# How do you solve -2x ^ { 2} = 2x - 4?

Oct 6, 2017

$x = 1 , - 2$

#### Explanation:

rearrange to

$a {x}^{2} + b x + c = 0$

$- 2 {x}^{2} = 2 x - 4$

$\implies 2 {x}^{2} + 2 x - 4 = 0$

divide by 2

${x}^{2} + x - 2 = 0$

factorise

$\left(x + 2\right) \left(x - 1\right) = 0$

giving

$x + 2 = 0 \implies x = - 2$

$x - 1 = 0 \implies x = 1$

Oct 6, 2017

$x = - 2 \mathmr{and} x = 1$

#### Explanation:

To solve this, you first need to put everything on one side:

$- 2 {x}^{2} = 2 x - 4$
$2 {x}^{2} + 2 x - 4 = 0$

From here, we can factor $2$ out:

$2 \left({x}^{2} + x - 2\right) = 0$

Dividing by two, we get:

${x}^{2} + x - 2 = 0$

This can then be factorised by finding two numbers that multiply to get $- 2$ and add to get $1$. Looking at the factors of $2$, you can find these numbers are $- 1$ and $2$.

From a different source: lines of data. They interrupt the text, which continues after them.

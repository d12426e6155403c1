use clap::Parser;
use mazerun::game_logic::errors::{MazeError, MazeResult};
use mazerun::maze::{ConstructionSettings, MaterialGroup, MazeBlueprint, plan_maze};
use rand::SeedableRng;
use rand_pcg::Pcg64;

#[derive(Parser, Clone)]
#[command(name = "mazegen")]
#[command(about = "Carve a maze layout and print it with its geometry statistics")]
struct Args {
    /// Requested row count (rounded up to odd, at least 3)
    #[arg(long, default_value = "11")]
    rows: usize,

    /// Requested column count (rounded up to odd, at least 3)
    #[arg(long, default_value = "11")]
    cols: usize,

    /// Random seed for reproducible generation
    #[arg(long)]
    seed: Option<u64>,

    /// World distance between adjacent cells
    #[arg(long, default_value = "3.75")]
    pitch: f32,

    /// Wall height in world units
    #[arg(long, default_value = "3.5")]
    height: f32,

    /// Print vertex, quad and channel counts below the layout
    #[arg(long)]
    stats: bool,
}

fn validate_args(args: &Args) -> MazeResult<()> {
    if args.rows == 0 || args.cols == 0 {
        return Err(MazeError::InvalidConfig {
            reason: "rows and cols must be greater than 0".to_string(),
        });
    }
    let positive = |value: f32| value.is_finite() && value > 0.0;
    if !positive(args.pitch) || !positive(args.height) {
        return Err(MazeError::InvalidConfig {
            reason: format!(
                "pitch and height must be positive finite numbers, got {} and {}",
                args.pitch, args.height
            ),
        });
    }
    Ok(())
}

fn main() -> MazeResult<()> {
    let args = Args::parse();
    validate_args(&args)?;

    let seed = args.seed.unwrap_or_else(rand::random);
    let mut rng = Pcg64::seed_from_u64(seed);
    let settings = ConstructionSettings {
        cell_pitch: args.pitch,
        wall_height: args.height,
        place_start_trigger: false,
    };

    let blueprint = plan_maze(args.rows, args.cols, &settings, &mut rng);
    print!("{}", blueprint.layout);
    if args.stats {
        print_stats(&blueprint, seed);
    }
    Ok(())
}

fn print_stats(blueprint: &MazeBlueprint, seed: u64) {
    let layout = &blueprint.layout;
    let geometry = &blueprint.geometry;

    println!("\nMaze summary:");
    println!("  Seed: {seed}");
    println!("  Size: {}x{}", layout.rows(), layout.cols());
    println!(
        "  Rooms: {}, open cells: {}, passages: {}",
        layout.room_count(),
        layout.open_count(),
        layout.passage_count()
    );
    println!("  Connected: {}", layout.is_connected());
    println!("  Start: {}, goal: {}", blueprint.start, blueprint.goal);
    println!(
        "  Geometry: {} vertices, {} triangles",
        geometry.positions.len(),
        geometry.triangles().len()
    );
    for group in MaterialGroup::ALL {
        println!("    {group:?}: {} quads", geometry.quad_count(group));
    }
}
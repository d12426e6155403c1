use crate::game_logic::movement::LookAngles;
use crate::maze::MarkerKind;
use bevy::ecs::system::SystemId;
use bevy::prelude::*;

#[derive(Component, Default)]
pub struct Player {
    pub look: LookAngles,
}

/// Child camera of the player; carries the head pitch.
#[derive(Component)]
pub struct PlayerCamera;

#[derive(Component)]
pub struct SceneLight;

/// Root entity of one maze's floor and wall meshes.
#[derive(Component)]
pub struct MazeGeometryRoot;

/// Who touched which trigger. Passed to the trigger's callback system.
#[derive(Debug, Clone, Copy, PartialEq, Eq)]
pub struct TriggerContact {
    pub trigger: Entity,
    pub other: Entity,
}

/// Routes overlap-enter events on this sensor to a registered one-shot system.
#[derive(Component)]
pub struct TriggerRouter {
    pub kind: MarkerKind,
    pub callback: SystemId<In<TriggerContact>>,
}

#[derive(Component)]
pub struct GameUI;

#[derive(Component)]
pub struct TimeLabel;

#[derive(Component)]
pub struct ScoreLabel;

/// Text node showing the current layout as `#`/`.` rows.
#[derive(Component)]
pub struct DebugOverlay;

$\left(x - 1\right) \left(x + 2\right) = 0$

Now, you have two things multiplied together that equal $0$. This means that one of them has to equal $0$. To find the values of $x$ for this to happen, we split the two parts:

$x - 1 = 0$
$\therefore x = 1$

OR

$x + 2 = 0$
$\therefore x = - 2$

So, the solution to this equation is $x = - 2 \mathmr{and} x = 1$